Luciano's 561 Cambridge St., East Cambridge. 617-441-8222. Take the olive oil and garlic that infuses Portuguese food, the starchy root vegetables and beans of West Africa, and add in a little island flair, and you get the hearty but vibrant fare served at this Cape Verdean restaurant. The generous daily lunch buffet, which includes a few Brazilian dishes as well, is the way to go. (2/26/04, D.T.)

Taiwan Cafe 34 Oxford St., Boston. 617-426-8181. Everyone's favorite Chinatown restaurant really delivers: You get the sense that an army of chefs must be manning the woks here because the food comes to the table so quickly, so hot, and so beautifully made. Try pan-fried dumplings, sauteed clams with basil, salt-and-pepper shrimp, home-style braised eggplant, and sauteed spinach. And much more. (2/19/04, S.J.)

Tiki Room 1 Lansdowne St., Boston. 617-351-2580. This kitschy island-themed room is built around a large, rectangular bar, tropical drinks and pu-pu platters. It's a social experience as much as anything, but the food is good, too. While watching re-runs of "Gilligan's Island," share an assortment of Asian pu-pu offerings, or a platter built around veggies, or carbs, depending on your attitude (and waistline). The room is a bit dark, but the fake tiki flames and blue and green lanterns lend a certain warmth -- as well as a 60-ounce Scorpion Bowl, meant to be shared. (2/12/04, B.E.)

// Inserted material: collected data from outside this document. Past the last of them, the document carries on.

use std::fmt;

use actix_web::{HttpRequest, HttpResponse, HttpResponseBuilder};
pub use common::payloads::*;
use serde::Serialize;

/// A failed request. The variant picks the status code; the text becomes the
/// envelope's `error`.
#[derive(Clone, Debug, PartialEq, Eq)]
pub enum ApiError {
    Unauthorized(String),
    Forbidden(String),
    NotFound(String),
    BadRequest(String),
    Internal(String),
}

impl fmt::Display for ApiError {
    fn fmt(&self, f: &mut fmt::Formatter<'_>) -> fmt::Result {
        match self {
            ApiError::Unauthorized(s)
            | ApiError::Forbidden(s)
            | ApiError::NotFound(s)
            | ApiError::BadRequest(s)
            | ApiError::Internal(s) => f.write_str(s),
        }
    }
}

impl std::error::Error for ApiError {}

impl ApiError {
    fn builder(&self) -> HttpResponseBuilder {
        match self {
            ApiError::Unauthorized(_) => HttpResponse::Unauthorized(),
            ApiError::Forbidden(_) => HttpResponse::Forbidden(),
            ApiError::NotFound(_) => HttpResponse::NotFound(),
            ApiError::BadRequest(_) => HttpResponse::BadRequest(),
            ApiError::Internal(_) => HttpResponse::InternalServerError(),
        }
    }
}

pub type Reply<T> = Result<ApiResponse<T>, ApiError>;

pub trait ToHttpResponse {
    /// Wraps a Reply in an HttpResponse.
    /// on_successful is the builder used for an Ok reply.
    /// For example, you can set it to HttpResponse::Created() for 201 Created.
    fn to_response(self, on_successful: HttpResponseBuilder) -> HttpResponse;
}

impl<T: Serialize> ToHttpResponse for Reply<T> {
    fn to_response(self, mut on_successful: HttpResponseBuilder) -> HttpResponse {
        match self {
            Ok(body) => on_successful.json(body),
            Err(e) => {
                let body: ApiResponse<()> = ApiResponse::err("Request failed", e.to_string());
                e.builder().json(body)
            }
        }
    }
}

/// The caller's user id. The development server trusts the bearer token to
/// be exactly that id.
pub fn current_user(req: &HttpRequest) -> Result<String, ApiError> {
    let header = req
        .headers()
        .get(actix_web::http::header::AUTHORIZATION)
        .and_then(|v| v.to_str().ok())
        .ok_or_else(|| ApiError::Unauthorized("Missing authorization header".to_string()))?;
    match header.strip_prefix("Bearer ") {
        Some(token) if !token.trim().is_empty() => Ok(token.trim().to_string()),
        _ => Err(ApiError::Unauthorized("Invalid authorization header".to_string())),
    }
}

Teriyaki House 32 West Broadway, South Boston. 617-269-2000. A sushi bar in Southie? It's true. Teriyaki House boasts a six-seat sushi bar in a serene dining room with a very Zen feel and also serves Chinese and Japanese food that's made-to-order, and loaded with crisp vegetables. Most foods are wok-cooked, grilled, or steamed, so service is very quick. At long last, healthy Asian food has come to South Boston. (2/5/04, S.P.)